L'albero e la scogliera sono un sogno, l'immagine che Gae sceglie di portare con sè prima del "balzo" nella luce. E' quello che decide di vedere mentre muore, ed è qualcosa di bello e tranquillo.
Ma non vorrei che questa lettura possa in qualche modo influenzare la vostra opinione sulla storia. Alcuni amici hanno interpretato gli eventi in maniera fantasiosa tirando fuori interpretazioni incredibili, tipo: "Gae non è una persona ma un "principio" che risiede in un mondo fuori dal nostro. La Madre potrebbe essere Dio, così come il Principio Generatore del Mondo. Gae, in tal senso, sarebbe la nascita dell'uomo, o della vita in generale. E' un momento di distacco, di cui la Madre soffre, ma è comunque un viaggio bello verso qualcosa di nuovo, per cui Gae non se ne dispiace"...
Vi lascio nel dubbio per quanto riguarda il "The Beginning" finale. La risposta trovatela da soli.
Le musiche sono originali e scritte per il film?Sì. Il compositore si chiama Marco Di Nocera.

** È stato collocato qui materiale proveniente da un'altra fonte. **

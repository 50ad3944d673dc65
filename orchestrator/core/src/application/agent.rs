// Copyright (c) 2026 100monkeys.ai
// SPDX-License-Identifier: AGPL-3.0

use async_trait::async_trait;
use serde::{Deserialize, Serialize};
use thiserror::Error;

use crate::domain::agent::{AgentId, AgentMetadata, MetadataError};
use crate::domain::deployment::{DeploymentRecord, DeploymentStatus};
use crate::domain::envelope::PredictionEnvelope;
use crate::infrastructure::event_bus::EventReceiver;

#[derive(Debug, Clone, Serialize, Deserialize)]
pub struct DeployRequest {
    pub source: String,
    pub metadata: AgentMetadata,
    /// Displace a running deployment with the same identifier
    #[serde(default)]
    pub replace: bool,
}

#[derive(Debug, Clone, Serialize, Deserialize)]
pub struct DeployOutcome {
    pub agent_id: AgentId,
    pub service_url: String,
    pub api_endpoint: String,
    pub status: DeploymentStatus,
    /// Non-fatal problems found in the submitted source.
    #[serde(default, skip_serializing_if = "Vec::is_empty")]
    pub warnings: Vec<String>,
}

#[derive(Debug, Clone, Serialize, Deserialize)]
pub struct CleanupFailure {
    pub agent_id: AgentId,
    pub reason: String,
}

#[derive(Debug, Clone, Default, Serialize, Deserialize)]
pub struct CleanupReport {
    pub stopped: Vec<AgentId>,
    pub failed: Vec<CleanupFailure>,
}

impl CleanupReport {
    pub fn is_clean(&self) -> bool {
        self.failed.is_empty()
    }
}

#[derive(Debug, Error)]
pub enum LifecycleError {
    #[error("Invalid agent code: {0}")]
    InvalidSource(String),

    #[error("Invalid agent metadata: {0}")]
    InvalidMetadata(#[from] MetadataError),

    #[error("{0}")]
    Conflict(String),

    #[error("Failed to generate agent wrapper: {0}")]
    Synthesis(String),

    #[error("Image build failed: {reason}")]
    Build { reason: String, log: String },

    #[error("Agent failed to start: {reason}")]
    Start { reason: String, log: String },

    #[error("Agent '{0}' not found")]
    NotFound(AgentId),

    #[error("Invalid input: {0}")]
    InvalidInput(String),

    #[error("Container runtime error: {0}")]
    Runtime(String),

    #[error("Prediction failed: {0}")]
    Upstream(String),
}

impl LifecycleError {
    /// Stable machine-readable code
    pub fn code(&self) -> &'static str {
        match self {
            Self::InvalidSource(_) => "INVALID_CODE",
            Self::InvalidMetadata(_) => "INVALID_METADATA",
            Self::Conflict(_) => "AGENT_CONFLICT",
            Self::Synthesis(_) => "WRAP_ERROR",
            Self::Build { .. } => "BUILD_ERROR",
            Self::Start { .. } => "START_ERROR",
            Self::NotFound(_) => "AGENT_NOT_FOUND",
            Self::InvalidInput(_) => "INVALID_INPUT",
            Self::Runtime(_) => "RUNTIME_ERROR",
            Self::Upstream(_) => "PREDICTION_ERROR",
        }
    }

    /// Raised before anything was reserved or spawned
    pub fn is_validation(&self) -> bool {
        matches!(self, Self::InvalidSource(_) | Self::InvalidMetadata(_) | Self::InvalidInput(_))
    }
}

/// Control surface over agent deployments.
#[async_trait]
pub trait AgentLifecycleService: Send + Sync {
    /// Validate, wrap, build and start an agent.
    async fn deploy(&self, request: DeployRequest) -> Result<DeployOutcome, LifecycleError>;

    /// Running deployments, sorted by identifier.
    async fn list(&self) -> Vec<DeploymentRecord>;

    /// The record refreshed against the live container; `None` if unknown.
    async fn status(&self, agent_id: &AgentId) -> Result<Option<DeploymentRecord>, LifecycleError>;

    /// `false` when there was nothing to stop. Never fails for unknown ids.
    ///
    /// A stopped record is evicted right away, so a later `status` for the
    /// same id returns `None` rather than a `Stopped` record. If the teardown
    /// fails the record goes back to `Running` and stays tracked.
    async fn stop(&self, agent_id: &AgentId) -> Result<bool, LifecycleError>;

    /// Stop every placed agent; failures are collected, never abort the sweep.
    async fn cleanup(&self) -> CleanupReport;

    /// Forward inputs to the agent's service and return its envelope.
    async fn predict(&self, agent_id: &AgentId, inputs: Vec<String>) -> Result<PredictionEnvelope, LifecycleError>;

    fn events(&self) -> EventReceiver;
}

Alla fine del film viene dichiarato che è stato sviluppato sotto licenza Creative Commons e che si può distribuire liberamente. Perchè?Perchè credo fermamente che l'arte, le idee, i manufatti culturali debbano circolare liberamente. Badate, il film può girare ma non è consentita la sua modifica. Detto questo, credo che se tutti quelli che producono qualcosa di "culturale" decidessero di farlo circolare liberamente, vivremmo in una società drasticamente più avanzata. Il Copyright è il Male Assoluto perchè si presta a strumentalizzazioni schifose e premia chi non se lo merita. Non dico che non sia giusto ricevere delle ricompense per il proprio lavoro, ma credo che il tutto dovrebbe limitarsi a poco più di un rimborso spese. Questo eviterebbe anche un mercato saturo di autori / compositori / scrittori senza niente da dire. La fame di denaro è la rovina della Cultura. Supportate Creative Commons!